For the listing that follows, give again exactly the lines from the one with "every recorded result" to the one with "at debug level", including both.

* Material for this exercise *
-.-.-
//! Progress and debug hooks for benchmark runs
//!
//! Observers are called synchronously from runner tasks and must not block. They
//! cannot influence the run: events are fire-and-forget.

use crate::types::{OperationResult, OperationType};
use std::sync::atomic::{AtomicU64, Ordering};
use tokio::sync::mpsc;

/// Default buffer for [`ChannelObserver::channel`]
const DEFAULT_CHANNEL_CAPACITY: usize = 256;

/// Lifecycle event of one benchmark unit
#[derive(Debug, Clone, PartialEq)]
pub enum RunEvent {
    /// Provider call about to start
    TaskStarted {
        test_name: String,
        provider: String,
        operation: OperationType,
        iteration: usize,
    },
    TaskSkipped(OperationResult),
    TaskCompleted(OperationResult),
    TaskFailed(OperationResult),
    /// Emitted after every recorded result
    Progress { completed: usize, total: usize },
}

impl RunEvent {
    /// Result carried by terminal events
    pub fn result(&self) -> Option<&OperationResult> {
        match self {
            Self::TaskSkipped(r) | Self::TaskCompleted(r) | Self::TaskFailed(r) => Some(r),
            Self::TaskStarted { .. } | Self::Progress { .. } => None,
        }
    }
}

/// Receives run events
pub trait RunObserver: Send + Sync {
    fn on_event(&self, event: &RunEvent);
}

/// Discards every event
#[derive(Debug, Clone, Copy, Default)]
pub struct NoopObserver;

impl RunObserver for NoopObserver {
    fn on_event(&self, _event: &RunEvent) {}
}

/// Writes events to `tracing` at debug level
#[derive(Debug, Clone, Copy, Default)]
pub struct TracingObserver;

impl RunObserver for TracingObserver {
    fn on_event(&self, event: &RunEvent) {
        match event {
            RunEvent::TaskStarted {
                test_name,
                provider,
                operation,
                iteration,
            } => tracing::debug!(test = %test_name, provider = %provider, operation = %operation, iteration, "task started"),
            RunEvent::TaskSkipped(r) => tracing::debug!(
                test = %r.test_name,
                provider = %r.provider,
                reason = r.skip_reason.as_deref().unwrap_or_default(),
                "task skipped"
            ),
            RunEvent::TaskCompleted(r) => tracing::debug!(
                test = %r.test_name,
                provider = %r.provider,
                latency_ms = r.latency.as_millis() as u64,
                quality = r.quality_score,
                "task completed"
            ),
            RunEvent::TaskFailed(r) => tracing::debug!(
                test = %r.test_name,
                provider = %r.provider,
                category = r.error_category.map(|c| c.as_str()).unwrap_or("unknown"),
                error = r.error.as_deref().unwrap_or_default(),
                "task failed"
            ),
            RunEvent::Progress { completed, total } => tracing::debug!(completed, total, "progress"),
        }
    }
}

/// Forwards events into a bounded channel, dropping them when the receiver lags
#[derive(Debug)]
pub struct ChannelObserver {
    sender: mpsc::Sender<RunEvent>,
    dropped: AtomicU64,
}

impl ChannelObserver {
    pub fn new(sender: mpsc::Sender<RunEvent>) -> Self {
        Self {
            sender,
            dropped: AtomicU64::new(0),
        }
    }

    /// Observer plus the receiving end, with the default capacity
    pub fn channel() -> (Self, mpsc::Receiver<RunEvent>) {
        Self::with_capacity(DEFAULT_CHANNEL_CAPACITY)
    }

    pub fn with_capacity(capacity: usize) -> (Self, mpsc::Receiver<RunEvent>) {
        let (sender, receiver) = mpsc::channel(capacity.max(1));
        (Self::new(sender), receiver)
    }

    /// Events lost because the channel was full or closed
    pub fn dropped(&self) -> u64 {
        self.dropped.load(Ordering::Relaxed)
    }
}

impl RunObserver for ChannelObserver {
    fn on_event(&self, event: &RunEvent) {
        if self.sender.try_send(event.clone()).is_err() {
            self.dropped.fetch_add(1, Ordering::Relaxed);
        }
    }
}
-.-.-
* Answer box *
    /// Emitted after every recorded result
    Progress { completed: usize, total: usize },
}

impl RunEvent {
    /// Result carried by terminal events
    pub fn result(&self) -> Option<&OperationResult> {
        match self {
            Self::TaskSkipped(r) | Self::TaskCompleted(r) | Self::TaskFailed(r) => Some(r),
            Self::TaskStarted { .. } | Self::Progress { .. } => None,
        }
    }
}

/// Receives run events
pub trait RunObserver: Send + Sync {
    fn on_event(&self, event: &RunEvent);
}

/// Discards every event
#[derive(Debug, Clone, Copy, Default)]
pub struct NoopObserver;

impl RunObserver for NoopObserver {
    fn on_event(&self, _event: &RunEvent) {}
}

/// Writes events to `tracing` at debug level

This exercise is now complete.